May 19, 1991|By Jerelyn Eddings | Jerelyn Eddings,Johannesburg Bureau of The Sun

JOHANNESBURG, South Africa -- The African National Congress is faced with the difficult question of what to do about Winnie Mandela after her conviction on kidnapping and assault-related charges.

Mrs. Mandela is not only the wife of the ANC's deputy president, she holds several important positions in the anti-apartheid organization and has a following of her own, mostly among the young, more radical wing of the organization.

In addition, her name is synonymous with the fight against injustice in South Africa, partly because of Nelson Mandela's long incarceration for his fight against apartheid and partly because of Mrs. Mandela's own struggle against the white regime while her husband was behind bars.

Because of her role in the fight against apartheid, her conviction for the common crimes of kidnapping and being an accessory to assault puts the ANC in a difficult spot. It also raises questions about how the organization will respond to both her conviction and her political aspirations within the anti-apartheid movement.

"She is still head of the ANC's social welfare desk. That's probably going to worry a lot of people," said Heather Regenass, a social worker who heads a national program that works to rehabilitate criminals. "What is the ANC going to do? Is she going to be kept as head of the social welfare desk? Is she going to become a figurehead? Or will they remove her?"

Mrs. Mandela also is head of the ANC Women's League for the region that includes Johannesburg, and last month she ran for the national presidency of the Women's League. In the first sign that the kidnapping case has damaged her reputation, she lost that election by a wide margin.
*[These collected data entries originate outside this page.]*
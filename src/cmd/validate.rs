//! Validate command - surface data quality issues the engine would silently default

use crate::cmd::read_expenses;
use clap::Args;
use cotax::core::{EngineConfig, ExpenseWarning};
use serde::Serialize;
use std::path::PathBuf;

#[derive(Args, Debug)]
pub struct ValidateCommand {
    /// CSV or JSON file containing expenses ("-" for stdin)
    #[arg(short, long)]
    expenses: PathBuf,

    /// Output as JSON instead of formatted text
    #[arg(long)]
    json: bool,
}

/// A validation issue for output
#[derive(Debug, Clone, Serialize)]
struct ValidationIssue {
    row: usize,
    #[serde(skip_serializing_if = "Option::is_none")]
    id: Option<String>,
    subcategory: String,
    warning: ExpenseWarning,
    message: String,
}

#[derive(Debug, Serialize)]
struct ValidationOutput<'a> {
    config_version: &'a str,
    expense_count: usize,
    issue_count: usize,
    issues: &'a [ValidationIssue],
}

impl ValidateCommand {
    pub fn exec(&self, config: &EngineConfig) -> anyhow::Result<()> {
        let records = read_expenses(&self.expenses)?;

        let issues: Vec<ValidationIssue> = records
            .iter()
            .enumerate()
            .flat_map(|(i, record)| {
                record
                    .warnings(config)
                    .into_iter()
                    .map(move |warning| ValidationIssue {
                        row: i + 1,
                        id: record.id.clone(),
                        subcategory: record.subcategory.clone(),
                        message: warning.to_string(),
                        warning,
                    })
            })
            .collect();

        if self.json {
            let output = ValidationOutput {
                config_version: config.version(),
                expense_count: records.len(),
                issue_count: issues.len(),
                issues: &issues,
            };
            println!("{}", serde_json::to_string_pretty(&output)?);
        } else {
            print_text(&issues, records.len());
        }

        // Exit with code 1 if issues found
        if !issues.is_empty() {
            std::process::exit(1);
        }
        Ok(())
    }
}

fn print_text(issues: &[ValidationIssue], expense_count: usize) {
    println!();
    println!("VALIDATION RESULTS ({} expenses)", expense_count);
    println!();

    if issues.is_empty() {
        println!("\u{2713} No issues found.");
        return;
    }

    println!("\u{26A0} {} issue(s) found:", issues.len());
    println!();
    for (i, issue) in issues.iter().enumerate() {
        println!(
            "  {}. [{}] row {}{} ({})",
            i + 1,
            issue.warning.kind(),
            issue.row,
            issue
                .id
                .as_ref()
                .map(|id| format!(" id {}", id))
                .unwrap_or_default(),
            issue.subcategory
        );
        println!("     {}", issue.message);
        println!();
    }
}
"The case did not come under discussion, but I think it was probably in the back of a lot of people's minds," said one Women's League member.

Another sign that the anti-apartheid movement is backing away from Mrs. Mandela was the ANC's official response to her conviction and six-year prison sentence. The organization expressed "dismay" at the conviction and said, "We elect to leave the matter in the hands of the courts." Mrs. Mandela is appealing her conviction and is free on bail.

The response stood in sharp contrast to the initial reaction of the ANC's National Executive Committee, the decision-making body for the organization, which released a statement at the start of proceedings charging that it was a political trial. In a show of support, more than a dozen members of the 37-member committee appeared in court the first week.

By the end of the trial, Mr. Mandela was the only ANC official present, and not a single commentator saw his attendance as a sign that the ANC was standing by Mrs. Mandela.

"No man of any consequence can abandon his wife at a moment of need," the conservative newspaper The Citizen said in an editorial, reflecting the view that Mr. Mandela was acting as any loyal husband would.

Even Mr. Mandela was careful to separate his wife's trial from the ANC's official actions. He told reporters that the trial would have no direct impact on the ANC's power-sharing talks with the government.

There had been wide speculation among political commentators that a conviction could jeopardize the talks because Mr. Mandela might find it difficult to negotiate with a government that put his wife behind bars.

Hermann Gilliomee, a political science professor at the University of Cape Town, said a jail term still could cause a temporary setback in the negotiations. "It would be a very distracting influence" for Mr. Mandela, he said.

Beyond Mr. Mandela's expression of support for his wife and the ANC's cautious response to her conviction, the anti-apartheid movement has been almost unanimously mum on the subject of the woman once labeled the "mother of the nation."

Most people said they preferred to not comment on the case, including leaders of the Mass Democratic Movement, which distanced itself from Mrs. Mandela two years ago when it first came to light that she and her bodyguards were linked to the kidnapping of four young men. At the time, leaders of the movement denounced Mrs. Mandela and called on others to shun her after the body of one of the kidnap victims was discovered.